> [Task goal] Take the lines below between the one holding "filename crates/probes/src/source/value.rs" and the one holding "fn from(value: i64)", inclusive, and copy them exactly. Add nothing.

─── Data extract ───

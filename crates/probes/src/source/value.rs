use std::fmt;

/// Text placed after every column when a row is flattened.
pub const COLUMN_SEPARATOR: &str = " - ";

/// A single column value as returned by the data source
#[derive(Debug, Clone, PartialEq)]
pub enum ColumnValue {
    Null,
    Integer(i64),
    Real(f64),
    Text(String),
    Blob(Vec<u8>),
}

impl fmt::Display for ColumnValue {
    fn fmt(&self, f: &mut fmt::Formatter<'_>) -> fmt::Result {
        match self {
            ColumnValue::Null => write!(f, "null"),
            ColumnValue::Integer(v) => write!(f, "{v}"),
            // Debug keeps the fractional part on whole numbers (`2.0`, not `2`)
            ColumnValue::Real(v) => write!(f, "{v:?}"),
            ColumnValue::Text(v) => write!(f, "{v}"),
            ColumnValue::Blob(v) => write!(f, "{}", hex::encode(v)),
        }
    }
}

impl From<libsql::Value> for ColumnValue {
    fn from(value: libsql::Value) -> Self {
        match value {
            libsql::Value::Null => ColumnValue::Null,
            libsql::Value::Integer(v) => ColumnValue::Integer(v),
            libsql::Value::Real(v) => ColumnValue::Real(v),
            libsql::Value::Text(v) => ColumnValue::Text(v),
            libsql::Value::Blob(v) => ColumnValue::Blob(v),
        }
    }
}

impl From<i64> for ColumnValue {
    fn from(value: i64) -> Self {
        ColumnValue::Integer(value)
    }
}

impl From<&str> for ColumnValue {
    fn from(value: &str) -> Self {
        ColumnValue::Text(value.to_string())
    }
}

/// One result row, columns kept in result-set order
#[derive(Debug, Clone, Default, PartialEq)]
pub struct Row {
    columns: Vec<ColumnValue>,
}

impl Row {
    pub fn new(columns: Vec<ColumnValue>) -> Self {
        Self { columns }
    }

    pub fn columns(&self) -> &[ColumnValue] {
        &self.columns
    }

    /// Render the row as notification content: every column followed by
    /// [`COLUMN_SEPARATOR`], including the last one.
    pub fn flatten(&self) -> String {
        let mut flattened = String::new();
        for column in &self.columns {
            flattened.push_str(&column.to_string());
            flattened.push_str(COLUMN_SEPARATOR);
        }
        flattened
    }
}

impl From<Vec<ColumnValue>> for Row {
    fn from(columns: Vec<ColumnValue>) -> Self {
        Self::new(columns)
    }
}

───
─── Data extract ───

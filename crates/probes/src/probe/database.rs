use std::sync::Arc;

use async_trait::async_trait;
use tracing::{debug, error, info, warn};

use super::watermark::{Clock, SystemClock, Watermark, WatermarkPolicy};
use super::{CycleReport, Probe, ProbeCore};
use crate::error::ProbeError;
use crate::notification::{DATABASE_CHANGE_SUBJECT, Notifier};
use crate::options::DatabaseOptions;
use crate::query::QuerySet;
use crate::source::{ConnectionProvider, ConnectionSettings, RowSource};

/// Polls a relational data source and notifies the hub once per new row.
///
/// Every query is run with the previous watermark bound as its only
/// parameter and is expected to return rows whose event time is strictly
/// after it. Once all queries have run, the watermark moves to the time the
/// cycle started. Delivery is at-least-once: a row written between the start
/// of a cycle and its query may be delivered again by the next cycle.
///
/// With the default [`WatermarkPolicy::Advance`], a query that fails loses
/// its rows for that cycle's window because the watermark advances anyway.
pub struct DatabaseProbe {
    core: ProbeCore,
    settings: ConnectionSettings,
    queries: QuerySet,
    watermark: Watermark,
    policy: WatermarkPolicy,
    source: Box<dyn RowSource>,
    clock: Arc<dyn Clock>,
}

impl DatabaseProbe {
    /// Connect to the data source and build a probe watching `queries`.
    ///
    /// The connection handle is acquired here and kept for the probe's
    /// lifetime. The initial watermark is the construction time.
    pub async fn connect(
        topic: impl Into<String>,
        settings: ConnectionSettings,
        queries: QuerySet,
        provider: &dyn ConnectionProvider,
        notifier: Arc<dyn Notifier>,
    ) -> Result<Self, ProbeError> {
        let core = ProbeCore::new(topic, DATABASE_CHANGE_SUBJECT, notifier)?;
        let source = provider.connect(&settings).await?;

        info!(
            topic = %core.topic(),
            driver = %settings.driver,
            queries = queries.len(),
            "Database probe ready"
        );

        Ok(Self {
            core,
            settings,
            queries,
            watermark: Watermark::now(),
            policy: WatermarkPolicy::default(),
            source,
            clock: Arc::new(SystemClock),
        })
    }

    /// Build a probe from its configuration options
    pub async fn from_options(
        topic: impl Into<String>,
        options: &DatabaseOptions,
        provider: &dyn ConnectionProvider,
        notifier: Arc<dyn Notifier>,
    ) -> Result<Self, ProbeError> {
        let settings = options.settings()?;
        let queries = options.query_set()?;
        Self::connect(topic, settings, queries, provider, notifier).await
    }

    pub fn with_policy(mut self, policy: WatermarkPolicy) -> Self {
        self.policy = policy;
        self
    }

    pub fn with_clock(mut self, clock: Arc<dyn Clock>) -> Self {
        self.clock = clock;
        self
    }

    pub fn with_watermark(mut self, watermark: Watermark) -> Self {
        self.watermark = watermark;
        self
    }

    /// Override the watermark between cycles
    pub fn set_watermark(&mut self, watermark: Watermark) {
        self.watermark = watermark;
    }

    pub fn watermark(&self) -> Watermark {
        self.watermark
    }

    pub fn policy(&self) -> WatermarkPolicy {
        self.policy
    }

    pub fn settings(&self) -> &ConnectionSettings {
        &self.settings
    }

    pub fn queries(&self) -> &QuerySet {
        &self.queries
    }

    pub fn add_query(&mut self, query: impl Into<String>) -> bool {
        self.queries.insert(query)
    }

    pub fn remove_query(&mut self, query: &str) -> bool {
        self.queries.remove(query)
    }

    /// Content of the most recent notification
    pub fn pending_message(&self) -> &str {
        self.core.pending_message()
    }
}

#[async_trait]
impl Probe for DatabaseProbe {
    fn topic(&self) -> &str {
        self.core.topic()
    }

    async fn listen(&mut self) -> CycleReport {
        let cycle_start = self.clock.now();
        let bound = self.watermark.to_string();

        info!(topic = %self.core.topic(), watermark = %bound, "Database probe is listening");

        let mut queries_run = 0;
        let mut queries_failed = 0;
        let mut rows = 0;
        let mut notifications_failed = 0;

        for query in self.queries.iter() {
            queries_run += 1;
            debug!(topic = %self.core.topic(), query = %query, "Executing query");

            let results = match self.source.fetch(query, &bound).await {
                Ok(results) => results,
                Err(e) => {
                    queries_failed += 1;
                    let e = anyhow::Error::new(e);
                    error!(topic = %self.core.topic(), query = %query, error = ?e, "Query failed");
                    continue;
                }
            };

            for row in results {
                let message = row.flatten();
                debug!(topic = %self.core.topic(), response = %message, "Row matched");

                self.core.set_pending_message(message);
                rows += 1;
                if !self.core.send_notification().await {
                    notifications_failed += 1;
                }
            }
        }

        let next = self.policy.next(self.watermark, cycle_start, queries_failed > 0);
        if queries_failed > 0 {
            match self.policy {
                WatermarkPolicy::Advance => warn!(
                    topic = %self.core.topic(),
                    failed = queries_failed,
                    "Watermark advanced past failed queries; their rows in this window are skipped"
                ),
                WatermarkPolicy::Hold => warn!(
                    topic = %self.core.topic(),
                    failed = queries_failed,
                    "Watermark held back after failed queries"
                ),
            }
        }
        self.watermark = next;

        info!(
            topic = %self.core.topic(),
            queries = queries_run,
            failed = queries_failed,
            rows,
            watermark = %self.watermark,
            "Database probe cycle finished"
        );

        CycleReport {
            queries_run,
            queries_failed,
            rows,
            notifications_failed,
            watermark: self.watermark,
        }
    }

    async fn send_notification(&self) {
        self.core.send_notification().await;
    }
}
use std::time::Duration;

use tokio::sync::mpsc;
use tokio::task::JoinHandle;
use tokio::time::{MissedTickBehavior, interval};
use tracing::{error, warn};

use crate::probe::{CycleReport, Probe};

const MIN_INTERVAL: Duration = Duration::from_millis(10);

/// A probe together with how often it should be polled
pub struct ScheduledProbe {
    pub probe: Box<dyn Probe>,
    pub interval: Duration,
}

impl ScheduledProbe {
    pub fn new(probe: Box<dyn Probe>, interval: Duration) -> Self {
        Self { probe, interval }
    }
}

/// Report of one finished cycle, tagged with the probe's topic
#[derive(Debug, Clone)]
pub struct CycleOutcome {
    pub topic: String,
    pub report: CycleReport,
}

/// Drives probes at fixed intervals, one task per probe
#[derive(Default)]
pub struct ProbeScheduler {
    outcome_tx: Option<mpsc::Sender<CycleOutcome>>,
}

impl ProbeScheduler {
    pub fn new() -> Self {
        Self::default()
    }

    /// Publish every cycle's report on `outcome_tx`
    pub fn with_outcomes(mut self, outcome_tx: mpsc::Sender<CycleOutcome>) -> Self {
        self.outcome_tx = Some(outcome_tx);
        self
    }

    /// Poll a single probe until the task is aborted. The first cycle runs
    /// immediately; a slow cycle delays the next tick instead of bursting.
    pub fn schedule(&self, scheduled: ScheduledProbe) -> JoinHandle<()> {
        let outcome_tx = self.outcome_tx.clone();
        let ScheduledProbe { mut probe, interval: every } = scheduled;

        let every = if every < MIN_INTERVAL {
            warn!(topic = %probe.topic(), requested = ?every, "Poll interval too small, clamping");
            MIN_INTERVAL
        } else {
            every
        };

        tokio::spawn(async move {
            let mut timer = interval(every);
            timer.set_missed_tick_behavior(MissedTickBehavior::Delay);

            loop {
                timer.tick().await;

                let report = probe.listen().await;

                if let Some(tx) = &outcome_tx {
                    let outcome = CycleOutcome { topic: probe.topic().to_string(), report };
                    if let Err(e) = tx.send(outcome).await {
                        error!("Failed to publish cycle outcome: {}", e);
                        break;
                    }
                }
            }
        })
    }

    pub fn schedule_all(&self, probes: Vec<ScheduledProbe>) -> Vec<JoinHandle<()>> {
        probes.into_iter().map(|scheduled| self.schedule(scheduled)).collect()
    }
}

───

> [Reply]
filename crates/probes/src/source/value.rs
use std::fmt;

/// Text placed after every column when a row is flattened.
pub const COLUMN_SEPARATOR: &str = " - ";

/// A single column value as returned by the data source
#[derive(Debug, Clone, PartialEq)]
pub enum ColumnValue {
    Null,
    Integer(i64),
    Real(f64),
    Text(String),
    Blob(Vec<u8>),
}

impl fmt::Display for ColumnValue {
    fn fmt(&self, f: &mut fmt::Formatter<'_>) -> fmt::Result {
        match self {
            ColumnValue::Null => write!(f, "null"),
            ColumnValue::Integer(v) => write!(f, "{v}"),
            // Debug keeps the fractional part on whole numbers (`2.0`, not `2`)
            ColumnValue::Real(v) => write!(f, "{v:?}"),
            ColumnValue::Text(v) => write!(f, "{v}"),
            ColumnValue::Blob(v) => write!(f, "{}", hex::encode(v)),
        }
    }
}

impl From<libsql::Value> for ColumnValue {
    fn from(value: libsql::Value) -> Self {
        match value {
            libsql::Value::Null => ColumnValue::Null,
            libsql::Value::Integer(v) => ColumnValue::Integer(v),
            libsql::Value::Real(v) => ColumnValue::Real(v),
            libsql::Value::Text(v) => ColumnValue::Text(v),
            libsql::Value::Blob(v) => ColumnValue::Blob(v),
        }
    }
}

impl From<i64> for ColumnValue {
    fn from(value: i64) -> Self {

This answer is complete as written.